━━━━━ DATASET EXCERPTS ━━━━━
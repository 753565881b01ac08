//! End-to-end engine runs over an in-memory matrix and store.

use chrono::{DateTime, Duration, TimeZone, Utc};
use waterfall_core::config::{
    AppConfig, ChannelConditions, ColumnSpec, ConditionCheck, ConditionsConfig, EligibilityConfig,
    HistoryConfig, SegmentConditions, WaterfallConfig,
};
use waterfall_core::engine::WaterfallEngine;
use waterfall_core::funnel::StatName;
use waterfall_core::source::FlagMatrix;
use waterfall_core::store::HistoryStore;

fn named(name: &str) -> ConditionCheck {
    ConditionCheck {
        name: Some(name.to_string()),
        sql: format!("{name} = 1"),
        description: None,
    }
}

fn config() -> AppConfig {
    AppConfig {
        offer_code: "OFFER1".into(),
        campaign_planner: Some("J. Planner".into()),
        lead: None,
        eligibility: EligibilityConfig {
            eligibility_table: "elig".into(),
            conditions: ConditionsConfig {
                main_ba: vec![named("m1")],
                channels: vec![ChannelConditions {
                    name: "email".into(),
                    ba: vec![named("e1")],
                    segments: vec![SegmentConditions {
                        name: "seg1".into(),
                        checks: vec![named("s1"), named("s2")],
                    }],
                }],
            },
            unique_identifiers: vec!["party_id".into(), "household_id".into()],
        },
        waterfall: WaterfallConfig {
            output_directory: "/tmp/out".into(),
            count_columns: vec![ColumnSpec::Single("party_id".into())],
        },
        history: HistoryConfig {
            enabled: true,
            store_path: Some("unused-in-tests.sqlite".into()),
            compare_offset_days: None,
            recent_window_days: Some(30),
        },
    }
}

fn matrix() -> FlagMatrix {
    let mut m = FlagMatrix::new(
        "elig",
        vec!["party_id".into(), "household_id".into()],
        vec!["m1".into(), "e1".into(), "s1".into(), "s2".into()],
    );
    // 8 parties fully eligible, 2 drop at s2, 3 drop at main BA.
    for i in 0..8 {
        let id = format!("p{i}");
        m.add_record(&[&id, "h1"], &["m1", "e1", "s1", "s2"]).unwrap();
    }
    for i in 8..10 {
        let id = format!("p{i}");
        m.add_record(&[&id, "h2"], &["m1", "e1", "s1"]).unwrap();
    }
    for i in 10..13 {
        let id = format!("p{i}");
        m.add_record(&[&id, "h3"], &["e1"]).unwrap();
    }
    m
}

fn t0() -> DateTime<Utc> {
    Utc.with_ymd_and_hms(2026, 5, 1, 9, 0, 0).unwrap()
}

fn store() -> HistoryStore {
    let store = HistoryStore::in_memory().unwrap();
    store.migrate().unwrap();
    store
}

#[test]
fn first_run_has_no_comparison_even_with_open_window() {
    let config = config();
    let matrix = matrix();
    let store = store();
    let engine = WaterfallEngine::new(&config, &matrix, Some(&store));

    let report = engine.run(t0()).unwrap();

    assert_eq!(report.offer_code, "OFFER1");
    assert_eq!(report.groups.len(), 1);
    let group = &report.groups[0];
    assert_eq!(group.group, "party_id");
    assert_eq!(group.starting_population, 13);

    // The run records itself only after resolution, so the in-window run
    // it just wrote never matches.
    assert_eq!(group.historic_run_id, None);
    for overlay in &group.rows {
        assert_eq!(overlay.historic, None);
    }

    // The store now holds this run for the next execution.
    assert_eq!(store.runs_for("OFFER1", "party_id").unwrap().len(), 1);
    assert_eq!(report.checks.len(), 4);
}

#[test]
fn second_run_compares_against_the_first() {
    let config = config();
    let matrix = matrix();
    let store = store();

    let first = WaterfallEngine::new(&config, &matrix, Some(&store))
        .run(t0())
        .unwrap();
    let second = WaterfallEngine::new(&config, &matrix, Some(&store))
        .run(t0() + Duration::days(7))
        .unwrap();

    assert_ne!(first.run_id, second.run_id);
    let group = &second.groups[0];
    assert_eq!(group.historic_run_id, Some(first.run_id.clone()));
    assert_eq!(group.historic_timestamp, Some(t0()));

    // Identical inputs: every overlay is a zero delta; pct is defined
    // exactly where the historic value is nonzero.
    for overlay in &group.rows {
        assert_eq!(overlay.historic, Some(overlay.metric.value));
        assert_eq!(overlay.delta, Some(0));
        if overlay.metric.value == 0 {
            assert_eq!(overlay.pct_change, None);
        } else {
            assert_eq!(overlay.pct_change, Some(0.0));
        }
    }
}

#[test]
fn metric_values_are_deterministic_across_fresh_runs() {
    let config = config();
    let matrix = matrix();

    let values = |report: &waterfall_core::report::WaterfallReport| -> Vec<u64> {
        report.groups[0].rows.iter().map(|r| r.metric.value).collect()
    };

    let a = WaterfallEngine::new(&config, &matrix, Some(&store()))
        .run(t0())
        .unwrap();
    let b = WaterfallEngine::new(&config, &matrix, Some(&store()))
        .run(t0())
        .unwrap();
    assert_eq!(values(&a), values(&b));
    assert!(!values(&a).is_empty());
}

#[test]
fn funnel_rows_cover_every_unit_in_report_order() {
    let config = config();
    let matrix = matrix();
    let store = store();
    let report = WaterfallEngine::new(&config, &matrix, Some(&store))
        .run(t0())
        .unwrap();

    let rows = &report.groups[0].rows;
    let units: Vec<(String, String)> = rows
        .iter()
        .map(|r| (r.metric.channel.clone(), r.metric.segment.clone()))
        .fold(Vec::new(), |mut acc, u| {
            if acc.last() != Some(&u) {
                acc.push(u);
            }
            acc
        });
    assert_eq!(
        units,
        vec![
            ("main".into(), "BA".into()),
            ("email".into(), "BA".into()),
            ("email".into(), "seg1".into()),
        ]
    );

    // seg1 is its channel's last segment, so it claims the whole residual:
    // the 10 records passing m1 and e1.
    let claimed = rows
        .iter()
        .find(|r| {
            r.metric.segment == "seg1" && r.metric.stat == StatName::RecordsClaimed
        })
        .unwrap();
    assert_eq!(claimed.metric.value, 10);
    let remaining_s2 = rows
        .iter()
        .find(|r| {
            r.metric.stat == StatName::Remaining && r.metric.check.as_deref() == Some("s2")
        })
        .unwrap();
    assert_eq!(remaining_s2.metric.value, 8);
}

#[test]
fn tracking_without_store_is_a_configuration_error() {
    let config = config();
    let matrix = matrix();
    let engine = WaterfallEngine::new(&config, &matrix, None);
    let err = engine.run(t0()).unwrap_err();
    assert!(err.to_string().contains("history"), "{err}");
}

#[test]
fn tracking_disabled_runs_without_a_store() {
    let mut config = config();
    config.history = HistoryConfig::default();
    let matrix = matrix();
    let report = WaterfallEngine::new(&config, &matrix, None)
        .run(t0())
        .unwrap();
    assert_eq!(report.groups[0].historic_run_id, None);
}

#[test]
fn unknown_flag_column_aborts_the_run() {
    let mut config = config();
    config.eligibility.conditions.channels[0].segments[0]
        .checks
        .push(named("missing_flag"));
    let matrix = matrix();
    let store = store();
    let engine = WaterfallEngine::new(&config, &matrix, Some(&store));

    assert!(engine.run(t0()).is_err());
    // Fail-fast: nothing was recorded for the aborted run.
    assert!(store.runs_for("OFFER1", "party_id").unwrap().is_empty());
}

#[test]
fn groups_compute_in_declaration_order() {
    let mut config = config();
    config.waterfall.count_columns = vec![
        ColumnSpec::Single("household_id".into()),
        ColumnSpec::Single("party_id".into()),
    ];
    let matrix = matrix();
    let store = store();
    let report = WaterfallEngine::new(&config, &matrix, Some(&store))
        .run(t0())
        .unwrap();

    let names: Vec<&str> = report.groups.iter().map(|g| g.group.as_str()).collect();
    assert_eq!(names, vec!["household_id", "party_id"]);
    // Households collapse with an OR across their parties.
    assert_eq!(report.groups[0].starting_population, 3);
    assert_eq!(report.groups[1].starting_population, 13);
}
━━━━━
WORK INSTRUCTIONS: Output every record verbatim.

TASK ANSWER:
repository 753565881b01ac08
//! End-to-end engine runs over an in-memory matrix and store.

use chrono::{DateTime, Duration, TimeZone, Utc};
use waterfall_core::config::{
    AppConfig, ChannelConditions, ColumnSpec, ConditionCheck, ConditionsConfig, EligibilityConfig,
    HistoryConfig, SegmentConditions, WaterfallConfig,
};
use waterfall_core::engine::WaterfallEngine;
use waterfall_core::funnel::StatName;
use waterfall_core::source::FlagMatrix;
use waterfall_core::store::HistoryStore;

fn named(name: &str) -> ConditionCheck {
    ConditionCheck {
        name: Some(name.to_string()),
        sql: format!("{name} = 1"),
        description: None,
    }
}

fn config() -> AppConfig {
    AppConfig {
        offer_code: "OFFER1".into(),
        campaign_planner: Some("J. Planner".into()),
        lead: None,
        eligibility: EligibilityConfig {
            eligibility_table: "elig".into(),
            conditions: ConditionsConfig {
                main_ba: vec![named("m1")],
                channels: vec![ChannelConditions {
                    name: "email".into(),
                    ba: vec![named("e1")],
                    segments: vec![SegmentConditions {
                        name: "seg1".into(),
                        checks: vec![named("s1"), named("s2")],
                    }],
                }],
            },
            unique_identifiers: vec!["party_id".into(), "household_id".into()],
        },
        waterfall: WaterfallConfig {
            output_directory: "/tmp/out".into(),
            count_columns: vec![ColumnSpec::Single("party_id".into())],
        },
        history: HistoryConfig {
            enabled: true,
            store_path: Some("unused-in-tests.sqlite".into()),
            compare_offset_days: None,
            recent_window_days: Some(30),
        },
    }
}

fn matrix() -> FlagMatrix {
    let mut m = FlagMatrix::new(
        "elig",
        vec!["party_id".into(), "household_id".into()],
        vec!["m1".into(), "e1".into(), "s1".into(), "s2".into()],
    );
    // 8 parties fully eligible, 2 drop at s2, 3 drop at main BA.
    for i in 0..8 {
        let id = format!("p{i}");
        m.add_record(&[&id, "h1"], &["m1", "e1", "s1", "s2"]).unwrap();
    }
    for i in 8..10 {
        let id = format!("p{i}");
        m.add_record(&[&id, "h2"], &["m1", "e1", "s1"]).unwrap();
    }
    for i in 10..13 {
        let id = format!("p{i}");
        m.add_record(&[&id, "h3"], &["e1"]).unwrap();
    }
    m
}

fn t0() -> DateTime<Utc> {
    Utc.with_ymd_and_hms(2026, 5, 1, 9, 0, 0).unwrap()
}

fn store() -> HistoryStore {
    let store = HistoryStore::in_memory().unwrap();
    store.migrate().unwrap();
    store
}

#[test]
fn first_run_has_no_comparison_even_with_open_window() {
    let config = config();
    let matrix = matrix();
    let store = store();
    let engine = WaterfallEngine::new(&config, &matrix, Some(&store));

    let report = engine.run(t0()).unwrap();

    assert_eq!(report.offer_code, "OFFER1");
    assert_eq!(report.groups.len(), 1);
    let group = &report.groups[0];
    assert_eq!(group.group, "party_id");
    assert_eq!(group.starting_population, 13);

    // The run records itself only after resolution, so the in-window run
    // it just wrote never matches.
    assert_eq!(group.historic_run_id, None);
    for overlay in &group.rows {
        assert_eq!(overlay.historic, None);
    }

    // The store now holds this run for the next execution.
    assert_eq!(store.runs_for("OFFER1", "party_id").unwrap().len(), 1);
    assert_eq!(report.checks.len(), 4);
}

#[test]
fn second_run_compares_against_the_first() {
    let config = config();
    let matrix = matrix();
    let store = store();

    let first = WaterfallEngine::new(&config, &matrix, Some(&store))
        .run(t0())
        .unwrap();
    let second = WaterfallEngine::new(&config, &matrix, Some(&store))
        .run(t0() + Duration::days(7))
        .unwrap();

    assert_ne!(first.run_id, second.run_id);
    let group = &second.groups[0];
    assert_eq!(group.historic_run_id, Some(first.run_id.clone()));
    assert_eq!(group.historic_timestamp, Some(t0()));

    // Identical inputs: every overlay is a zero delta; pct is defined
    // exactly where the historic value is nonzero.
    for overlay in &group.rows {
        assert_eq!(overlay.historic, Some(overlay.metric.value));
        assert_eq!(overlay.delta, Some(0));
        if overlay.metric.value == 0 {
            assert_eq!(overlay.pct_change, None);
        } else {
            assert_eq!(overlay.pct_change, Some(0.0));
        }
    }
}

#[test]
fn metric_values_are_deterministic_across_fresh_runs() {
    let config = config();
    let matrix = matrix();

    let values = |report: &waterfall_core::report::WaterfallReport| -> Vec<u64> {
        report.groups[0].rows.iter().map(|r| r.metric.value).collect()
    };

    let a = WaterfallEngine::new(&config, &matrix, Some(&store()))
        .run(t0())
        .unwrap();
    let b = WaterfallEngine::new(&config, &matrix, Some(&store()))
        .run(t0())
        .unwrap();
    assert_eq!(values(&a), values(&b));
    assert!(!values(&a).is_empty());
}

#[test]
fn funnel_rows_cover_every_unit_in_report_order() {
    let config = config();
    let matrix = matrix();
    let store = store();
    let report = WaterfallEngine::new(&config, &matrix, Some(&store))
        .run(t0())
        .unwrap();

    let rows = &report.groups[0].rows;
    let units: Vec<(String, String)> = rows
        .iter()
        .map(|r| (r.metric.channel.clone(), r.metric.segment.clone()))
        .fold(Vec::new(), |mut acc, u| {
            if acc.last() != Some(&u) {
                acc.push(u);
            }
            acc
        });
    assert_eq!(
        units,
        vec![
            ("main".into(), "BA".into()),
            ("email".into(), "BA".into()),
            ("email".into(), "seg1".into()),
        ]
    );

    // seg1 is its channel's last segment, so it claims the whole residual:
    // the 10 records passing m1 and e1.
    let claimed = rows
        .iter()
        .find(|r| {
            r.metric.segment == "seg1" && r.metric.stat == StatName::RecordsClaimed
        })
        .unwrap();
    assert_eq!(claimed.metric.value, 10);
    let remaining_s2 = rows
        .iter()
        .find(|r| {
            r.metric.stat == StatName::Remaining && r.metric.check.as_deref() == Some("s2")
        })
        .unwrap();
    assert_eq!(remaining_s2.metric.value, 8);
}

#[test]
fn tracking_without_store_is_a_configuration_error() {
    let config = config();
    let matrix = matrix();
    let engine = WaterfallEngine::new(&config, &matrix, None);
    let err = engine.run(t0()).unwrap_err();
    assert!(err.to_string().contains("history"), "{err}");
}

#[test]
fn tracking_disabled_runs_without_a_store() {
    let mut config = config();
    config.history = HistoryConfig::default();
    let matrix = matrix();
    let report = WaterfallEngine::new(&config, &matrix, None)
        .run(t0())
        .unwrap();
    assert_eq!(report.groups[0].historic_run_id, None);
}

#[test]
fn unknown_flag_column_aborts_the_run() {
    let mut config = config();
    config.eligibility.conditions.channels[0].segments[0]
        .checks
        .push(named("missing_flag"));
    let matrix = matrix();
    let store = store();
    let engine = WaterfallEngine::new(&config, &matrix, Some(&store));

    assert!(engine.run(t0()).is_err());
    // Fail-fast: nothing was recorded for the aborted run.
    assert!(store.runs_for("OFFER1", "party_id").unwrap().is_empty());
}

#[test]
fn groups_compute_in_declaration_order() {
    let mut config = config();
    config.waterfall.count_columns = vec![
        ColumnSpec::Single("household_id".into()),
        ColumnSpec::Single("party_id".into()),
    ];
    let matrix = matrix();
    let store = store();
    let report = WaterfallEngine::new(&config, &matrix, Some(&store))
        .run(t0())
        .unwrap();

    let names: Vec<&str> = report.groups.iter().map(|g| g.group.as_str()).collect();
    assert_eq!(names, vec!["household_id", "party_id"]);
    // Households collapse with an OR across their parties.
    assert_eq!(report.groups[0].starting_population, 3);
    assert_eq!(report.groups[1].starting_population, 13);
}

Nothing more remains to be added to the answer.